Friday, October 2, 2009

76 million Veteran records in Question

The inspector general of the National Archives and Records Administration (NARA) is investigating a potential data breach involving the sensitive data of 76 million military veterans, reports Wired. The records were contained on a failed hard drive that was returned to a contractor for repair without first being sanitized, the report states. The contractor passed along the drive, which was beyond repair, to a recycling firm. The NARA IT manager who reported the incident to the inspector general told Wired: "This is the single largest release of personally identifiable information by the government ever." NARA says it does not believe there was a breach of PII. Full Story

Ladies and gentlemen, let me make this as clear as a bell for you. There is only ONE way to insure that a hard drive is safe to recycle. Do not listen to any other advice!

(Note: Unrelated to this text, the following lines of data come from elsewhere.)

//! # Received Messages
//!
//! A [`Message`] is one delivery of an envelope from a durable queue. It
//! carries the receipt needed to delete or release it through the backend it
//! came from, so consumers never need a handle on the driver itself.

use async_trait::async_trait;
use chrono::{DateTime, Utc};
use serde::de::DeserializeOwned;
use std::fmt;
use std::sync::Arc;
use std::time::Duration;
use uuid::Uuid;

use super::MessagingError;

/// Opaque backend token identifying one in-flight delivery
#[derive(Debug, Clone, PartialEq, Eq, Hash)]
pub struct ReceiptHandle(pub String);

impl fmt::Display for ReceiptHandle {
    fn fmt(&self, f: &mut fmt::Formatter<'_>) -> fmt::Result {
        f.write_str(&self.0)
    }
}

/// Delete/release operations bound to a received message
#[async_trait]
pub trait MessageAcknowledger: Send + Sync + 'static {
    /// Permanently remove the delivery from its queue
    async fn delete(&self, queue_ref: &str, receipt: &ReceiptHandle) -> Result<(), MessagingError>;

    /// Make the delivery visible again after `delay`
    ///
    /// Fails with [`MessagingError::MessageNotInFlight`] when the receipt is
    /// no longer valid.
    async fn release(
        &self,
        queue_ref: &str,
        receipt: &ReceiptHandle,
        delay: Duration,
    ) -> Result<(), MessagingError>;
}

/// One delivery of a message from a queue
#[derive(Clone)]
pub struct Message {
    pub id: Uuid,
    pub correlation_id: Option<Uuid>,
    pub datetime: DateTime<Utc>,
    /// Payload JSON text
    pub body: String,
    /// Number of earlier deliveries of this message
    pub retry_count: u32,
    pub queue_ref: String,
    pub topic_ref: String,
    receipt: ReceiptHandle,
    acknowledger: Arc<dyn MessageAcknowledger>,
}

impl Message {
    #[allow(clippy::too_many_arguments)]
    pub fn new(
        id: Uuid,
        correlation_id: Option<Uuid>,
        datetime: DateTime<Utc>,
        body: String,
        retry_count: u32,
        queue_ref: impl Into<String>,
        topic_ref: impl Into<String>,
        receipt: ReceiptHandle,
        acknowledger: Arc<dyn MessageAcknowledger>,
    ) -> Self {
        Self {
            id,
            correlation_id,
            datetime,
            body,
            retry_count,
            queue_ref: queue_ref.into(),
            topic_ref: topic_ref.into(),
            receipt,
            acknowledger,
        }
    }

    pub fn receipt(&self) -> &ReceiptHandle {
        &self.receipt
    }

    pub async fn delete(&self) -> Result<(), MessagingError> {
        self.acknowledger.delete(&self.queue_ref, &self.receipt).await
    }

    /// Return the message to its queue, visible again after `delay`.
    /// A message that is no longer in flight is left alone.
    pub async fn release(&self, delay: Duration) -> Result<(), MessagingError> {
        match self
            .acknowledger
            .release(&self.queue_ref, &self.receipt, delay)
            .await
        {
            Err(MessagingError::MessageNotInFlight { .. }) => Ok(()),
            other => other,
        }
    }

    /// Deserialize the body into a typed payload
    pub fn body_as<T: DeserializeOwned>(&self) -> Result<T, MessagingError> {
        serde_json::from_str(&self.body)
            .map_err(|e| MessagingError::message_deserialization(e.to_string()))
    }

    /// `topic.queue` using the last segment of each reference
    pub fn location(&self) -> String {
        let topic = self.topic_ref.rsplit(':').next().unwrap_or(&self.topic_ref);
        let queue = self.queue_ref.rsplit('/').next().unwrap_or(&self.queue_ref);
        format!("{topic}.{queue}")
    }
}

impl fmt::Debug for Message {
    fn fmt(&self, f: &mut fmt::Formatter<'_>) -> fmt::Result {
        f.debug_struct("Message")
            .field("id", &self.id)
            .field("correlation_id", &self.correlation_id)
            .field("datetime", &self.datetime)
            .field("retry_count", &self.retry_count)
            .field("queue_ref", &self.queue_ref)
            .field("topic_ref", &self.topic_ref)
            .field("body", &self.body)
            .finish()
    }
}

/// A received message with its body already deserialized
#[derive(Debug, Clone)]
pub struct TypedMessage<T> {
    pub payload: T,
    pub message: Message,
}

impl<T> TypedMessage<T> {
    pub async fn delete(&self) -> Result<(), MessagingError> {
        self.message.delete().await
    }

    pub async fn release(&self, delay: Duration) -> Result<(), MessagingError> {
        self.message.release(delay).await
    }
}

impl<T: DeserializeOwned> TryFrom<Message> for TypedMessage<T> {
    type Error = MessagingError;

    fn try_from(message: Message) -> Result<Self, Self::Error> {
        Ok(Self {
            payload: message.body_as()?,
            message,
        })
    }
}

#[cfg(test)]
mod tests {
    use super::*;
    use parking_lot::Mutex;

    #[derive(Default)]
    struct RecordingAcknowledger {
        deleted: Mutex<Vec<String>>,
        in_flight: bool,
    }

    #[async_trait]
    impl MessageAcknowledger for RecordingAcknowledger {
        async fn delete(&self, _queue_ref: &str, receipt: &ReceiptHandle) -> Result<(), MessagingError> {
            self.deleted.lock().push(receipt.0.clone());
            Ok(())
        }

        async fn release(
            &self,
            _queue_ref: &str,
            receipt: &ReceiptHandle,
            _delay: Duration,
        ) -> Result<(), MessagingError> {
            if self.in_flight {
                Ok(())
            } else {
                Err(MessagingError::message_not_in_flight(receipt.0.clone()))
            }
        }
    }

    fn message(ack: Arc<RecordingAcknowledger>) -> Message {
        Message::new(
            Uuid::new_v4(),
            None,
            Utc::now(),
            r#"{"name":"x"}"#.to_string(),
            0,
            "http://localhost/000000000000/orders_my_topic",
            "arn:aws:sns:us-east-1:000000000000:MyTopic",
            ReceiptHandle("r-1".to_string()),
            ack,
        )
    }

    #[tokio::test]
    async fn test_release_ignores_message_not_in_flight() {
        let ack = Arc::new(RecordingAcknowledger::default());
        assert!(message(ack).release(Duration::from_secs(1)).await.is_ok());
    }

    #[tokio::test]
    async fn test_delete_goes_through_acknowledger() {
        let ack = Arc::new(RecordingAcknowledger {
            in_flight: true,
            ..Default::default()
        });
        message(ack.clone()).delete().await.unwrap();
        assert_eq!(ack.deleted.lock().as_slice(), ["r-1".to_string()]);
    }

    #[test]
    fn test_location_and_typed_body() {
        let msg = message(Arc::new(RecordingAcknowledger::default()));
        assert_eq!(msg.location(), "MyTopic.orders_my_topic");

        let typed: TypedMessage<serde_json::Value> = msg.try_into().unwrap();
        assert_eq!(typed.payload["name"], "x");
    }
}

There is only ONE certain way to render a drive of any kind useless to data thieves. DRIVE A BIG NAIL THROUGH THE DISK. If it is a flash drive smash it with a hammer, smash it good. Never recycle a laptop, photo copy machine, server, desk top computer, fax machine, unless you, the user, render the drives useless. Never leave it to anyone else to do.

Tuesday, September 29, 2009

They Keep Sending the Faxes

For all of you who still are under the illusion that data breaches can be prevented I submit the following...

Doctors in three Tennessee cities have been sending sensitive patient information to the fax machine of an Indiana businessman for three years, reports the Tennessean.com. "This is a total breach of privacy," said the recipient of the faxes, Bill Keith. Despite repeated attempts to correct the problem, including calls, faxes and e-mails to state officials and the doctors' offices, Keith says his office continues to receive about five faxes each week that contain patients' data, including medical histories and Social Security numbers. A Department of Human Services spokesperson described the situation as "troubling." Full Story

Monday, September 28, 2009

Only 163,000 Breached Records Contained Social Security Numbers!

The University of North Carolina is notifying 163,000 women that their personally identifiable information was exposed in a security breach, reports Computerworld. A hacker broke into a system containing records on women who participated in a federally-funded research project. The information of more than 236,000 women who have participated in the UNC School of Medicine mammography research study was exposed, but only 163,000 records contained Social Security numbers. The breach was discovered in July. The system was taken offline. A university spokesperson said that UNC is implementing precautions to prevent future breaches. Full Story

Now what do you think about breach notification laws? UNC believes these intrusions might go back several years and the women affected are just being notified now. Does this provide the best opportunity for the potential victims to prepare for what might result in the worst legal nightmare they will ever experience? How many of them are already having difficulties as the result of these breaches?

This also illustrates once again that our personal information is out there in hundreds if not thousands of lists and databases of all types. It really doesn't matter much to information thieves where the info is as long as they can get it. If there is a list somewhere that has value to a data thief then it is a target.

I will always maintain that the best defense against these and other types of data misuse is to have a service that will work for you in the event of a data theft episode. Don't wait until after the fact, have something in place first. Most services will not provide the same level of services after your identity is misused as they will as a preventive tool unless you pay a healthy fee. It is more cost effective to have a service in place first. When you consider that the average identity theft episode costs over $90K an identity theft service provides an amazing ROI.